BRIEF: Report each line of the entries that includes "Some" by copying it.
★ ★ ★ ★ ★
//! Quoter contract interface
//!
//! All three quoter families expose the same two single-hop quote functions.
//! Calls are encoded here and handed to a [`ChainClient`](super::ChainClient)
//! as raw calldata, so the transport never needs to know the ABI.

use alloy::primitives::aliases::{U24, U160};
use alloy::primitives::{Address, Bytes, U256};
use alloy::sol;
use alloy::sol_types::SolCall;

use super::types::PoolFee;

sol! {
    /// Quote functions shared by the Mixed, Bin and Concentrated-Liquidity quoters
    interface IQuoter {
        function quoteExactInputSingle(
            address tokenIn,
            address tokenOut,
            uint256 amountIn,
            uint24 fee,
            uint160 sqrtPriceLimitX96
        ) external returns (uint256 amountOut);

        function quoteExactOutputSingle(
            address tokenIn,
            address tokenOut,
            uint256 amountOut,
            uint24 fee,
            uint160 sqrtPriceLimitX96
        ) external returns (uint256 amountIn);
    }
}

#[derive(Debug, Clone, Copy, PartialEq, Eq, Hash)]
pub enum QuoteDirection {
    /// Amount is the input; the quoter returns the output
    ExactInput,
    /// Amount is the desired output; the quoter returns the required input
    ExactOutput,
}

impl QuoteDirection {
    pub fn signature(&self) -> &'static str {
        match self {
            QuoteDirection::ExactInput => IQuoter::quoteExactInputSingleCall::SIGNATURE,
            QuoteDirection::ExactOutput => IQuoter::quoteExactOutputSingleCall::SIGNATURE,
        }
    }
}

/// One quoter call. The price limit is always zero ("no limit").
#[derive(Debug, Clone, PartialEq, Eq)]
pub struct QuoteCall {
    pub direction: QuoteDirection,
    pub token_in: Address,
    pub token_out: Address,
    /// Fixed-point amount, input or output depending on `direction`
    pub amount: U256,
    pub fee: PoolFee,
}

impl QuoteCall {
    pub fn encode(&self) -> Bytes {
        let fee = U24::from(self.fee.as_u32());
        let calldata = match self.direction {
            QuoteDirection::ExactInput => IQuoter::quoteExactInputSingleCall {
                tokenIn: self.token_in,
                tokenOut: self.token_out,
                amountIn: self.amount,
                fee,
                sqrtPriceLimitX96: U160::ZERO,
            }
            .abi_encode(),
            QuoteDirection::ExactOutput => IQuoter::quoteExactOutputSingleCall {
                tokenIn: self.token_in,
                tokenOut: self.token_out,
                amountOut: self.amount,
                fee,
                sqrtPriceLimitX96: U160::ZERO,
            }
            .abi_encode(),
        };
        calldata.into()
    }

    /// Parse calldata produced by [`encode`](Self::encode). `None` for any
    /// other function.
    pub fn decode(input: &[u8]) -> Option<Self> {
        if let Ok(call) = IQuoter::quoteExactInputSingleCall::abi_decode(input) {
            return Some(Self {
                direction: QuoteDirection::ExactInput,
                token_in: call.tokenIn,
                token_out: call.tokenOut,
                amount: call.amountIn,
                fee: PoolFee::new(call.fee.to::<u32>()).ok()?,
            });
        }
        let call = IQuoter::quoteExactOutputSingleCall::abi_decode(input).ok()?;
        Some(Self {
            direction: QuoteDirection::ExactOutput,
            token_in: call.tokenIn,
            token_out: call.tokenOut,
            amount: call.amountOut,
            fee: PoolFee::new(call.fee.to::<u32>()).ok()?,
        })
    }

    /// Decode the quoted amount from the call's return data.
    pub fn decode_output(&self, output: &[u8]) -> Result<U256, alloy::sol_types::Error> {
        match self.direction {
            QuoteDirection::ExactInput => {
                IQuoter::quoteExactInputSingleCall::abi_decode_returns(output)
            }
            QuoteDirection::ExactOutput => {
                IQuoter::quoteExactOutputSingleCall::abi_decode_returns(output)
            }
        }
    }
}

#[cfg(test)]
mod tests {
    use super::*;
    use alloy::primitives::address;
    use alloy::sol_types::SolValue;

    fn call(direction: QuoteDirection) -> QuoteCall {
        QuoteCall {
            direction,
            token_in: address!("aaaaaaaaaaaaaaaaaaaaaaaaaaaaaaaaaaaaaaaa"),
            token_out: address!("bbbbbbbbbbbbbbbbbbbbbbbbbbbbbbbbbbbbbbbb"),
            amount: U256::from(1_500_000_000_000_000_000u128),
            fee: PoolFee::MEDIUM,
        }
    }

    #[test]
    fn test_signatures() {
        assert_eq!(
            QuoteDirection::ExactInput.signature(),
            "quoteExactInputSingle(address,address,uint256,uint24,uint160)"
        );
        assert_eq!(
            QuoteDirection::ExactOutput.signature(),
            "quoteExactOutputSingle(address,address,uint256,uint24,uint160)"
        );
    }

    #[test]
    fn test_calldata_layout() {
        let data = call(QuoteDirection::ExactInput).encode();

        // selector + five static words
        assert_eq!(data.len(), 4 + 5 * 32);
        assert_eq!(&data[..4], IQuoter::quoteExactInputSingleCall::SELECTOR.as_slice());
        // fee word
        assert_eq!(data[4 + 3 * 32 + 30..4 + 4 * 32], [0x09, 0xc4]);
        // price limit word
        assert!(data[4 + 4 * 32..].iter().all(|b| *b == 0));
    }

    #[test]
    fn test_decode_recovers_call() {
        for direction in [QuoteDirection::ExactInput, QuoteDirection::ExactOutput] {
            let original = call(direction);
            assert_eq!(QuoteCall::decode(&original.encode()), Some(original));
        }
        assert_eq!(QuoteCall::decode(&[0xa9, 0x05, 0x9c, 0xbb]), None);
    }

    #[test]
    fn test_decode_output_full_width() {
        let big: U256 = U256::from(1u8) << 200;
        let output = big.abi_encode();
        assert_eq!(call(QuoteDirection::ExactInput).decode_output(&output).unwrap(), big);
        assert!(call(QuoteDirection::ExactInput).decode_output(&output[..4]).is_err());
    }
}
★ ★ ★ ★ ★
WORKED SOLUTION:
            return Some(Self {
        Some(Self {
            assert_eq!(QuoteCall::decode(&original.encode()), Some(original));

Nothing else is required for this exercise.